According to the authority, airports Today are not just travel hubs—they are complex ecosystems requiring 24/7 power supply, modern security technologies, firefighting and emergency response readiness.
“Other more expensive operational cost are runway, maintenance, airfield lighting, staff training and recurrent certification, environmental management (in line with ISO 14001 and ICAO standards) and customer service enhancements (in line with ISO 9001).
“Each of these comes with rising costs. For example, ICAO now mandates advanced security screening technology, emergency response upgrades, and environmental impact controls. These obligations require heavy capital expenditure—investment FAAN cannot sustainably make without appropriate cost recovery,” FAAN said in a statement.

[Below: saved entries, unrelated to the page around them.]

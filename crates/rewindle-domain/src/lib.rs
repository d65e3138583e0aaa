// SPDX-License-Identifier: GPL-3.0-or-later

//! Core data model for the song-year guessing game.
//!
//! Everything in this crate is pure: candidate/song records, the dedup rule,
//! text screening heuristics, the score function, and the genre presets.
//! Network access and session bookkeeping live in the other crates.

use chrono::{DateTime, FixedOffset, Utc};
use serde::{Deserialize, Serialize};
use std::collections::HashSet;

pub mod genres;
pub mod score;
pub mod text;

pub use genres::{find_genre, GenrePreset, GENRES};
pub use score::{score, ScoringMode};
pub use text::{is_compilation_or_remaster, is_plausibly_english, strip_numerals};

/// One catalog entry before a preview clip has been resolved for it.
#[derive(Debug, Clone, PartialEq, Eq)]
pub struct TrackCandidate {
    /// Opaque catalog identifier, unique within the catalog.
    pub id: String,
    pub title: String,
    pub artist: String,
    pub album: String,
    /// Parsed from the release date; falls back to the chart year when the
    /// date string is unusable.
    pub release_year: i32,
    pub image_url: Option<String>,
    /// 0-100 popularity number, used only as a pre-filter threshold.
    pub popularity: u32,
}

impl TrackCandidate {
    /// Lowercase `artist|title` composite used to collapse the same song
    /// appearing in multiple chart lists.
    pub fn dedupe_key(&self) -> String {
        dedupe_key(&self.artist, &self.title)
    }
}

/// Builds the canonical dedup key for an artist/title pair.
pub fn dedupe_key(artist: &str, title: &str) -> String {
    format!("{}|{}", artist.to_lowercase(), title.to_lowercase())
}

/// Collapses duplicate candidates by dedup key, keeping the first occurrence.
///
/// Uniqueness is only enforced within one fetch; a reissue may reappear under
/// a different chart year and that is accepted.
pub fn deduplicate_candidates(candidates: Vec<TrackCandidate>) -> Vec<TrackCandidate> {
    let mut seen: HashSet<String> = HashSet::new();
    candidates
        .into_iter()
        .filter(|candidate| seen.insert(candidate.dedupe_key()))
        .collect()
}

/// A track candidate enriched with a resolved preview clip.
///
/// Created only once a preview has been found; immutable thereafter. The
/// title has numerals stripped so a song cannot leak its own year.
#[derive(Debug, Clone, PartialEq, Eq)]
pub struct PlayableSong {
    pub id: String,
    pub title: String,
    pub artist: String,
    pub album: String,
    pub release_year: i32,
    /// Short streamable clip, externally hosted.
    pub preview_url: String,
    pub image_url: Option<String>,
    /// Deep link to the canonical catalog entry.
    pub external_url: String,
    /// Key computed from the original (unstripped) title.
    pub dedupe_key: String,
}

impl PlayableSong {
    pub fn from_candidate(
        candidate: TrackCandidate,
        preview_url: String,
        external_url: String,
    ) -> Self {
        let dedupe_key = candidate.dedupe_key();
        Self {
            id: candidate.id,
            title: text::strip_numerals(&candidate.title),
            artist: candidate.artist,
            album: candidate.album,
            release_year: candidate.release_year,
            preview_url,
            image_url: candidate.image_url,
            external_url,
            dedupe_key,
        }
    }
}

/// One finished game on the leaderboard.
#[derive(Debug, Clone, PartialEq, Eq, Serialize, Deserialize)]
pub struct LeaderboardEntry {
    pub player: String,
    pub total_score: u64,
    pub songs_played: u32,
    pub avg_score: u64,
    pub genre: String,
    pub date: String,
}

impl LeaderboardEntry {
    /// Builds an entry, deriving the rounded average and the display date.
    /// Dates are rendered in AEDT (UTC+11), matching the existing table data.
    pub fn new(
        player: impl Into<String>,
        total_score: u64,
        songs_played: u32,
        genre: impl Into<String>,
        now: DateTime<Utc>,
    ) -> Self {
        let avg_score = if songs_played > 0 {
            (total_score as f64 / songs_played as f64).round() as u64
        } else {
            0
        };
        let aedt = FixedOffset::east_opt(11 * 3600).expect("valid fixed offset");
        Self {
            player: player.into(),
            total_score,
            songs_played,
            avg_score,
            genre: genre.into(),
            date: now.with_timezone(&aedt).format("%b %d").to_string(),
        }
    }
}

FAAN noted that most Nigerian airports need upgrades in terminal facilities, runway and taxiway rehabilitation, boarding bridges, baggage handling systems, apron expansion, power and cooling systems, perimeter fencing and lightning arrestors.
“These improvements require billions of naira. Without adjusting charges to reflect realistic cost-recovery models, FAAN cannot maintain critical infrastructure, improve airport safety, support airline growth, expand capacity for cargo and passenger traffic and also compete with regional airports like Accra, Kigali, Addis Ababa, and Johannesburg,” the authority added.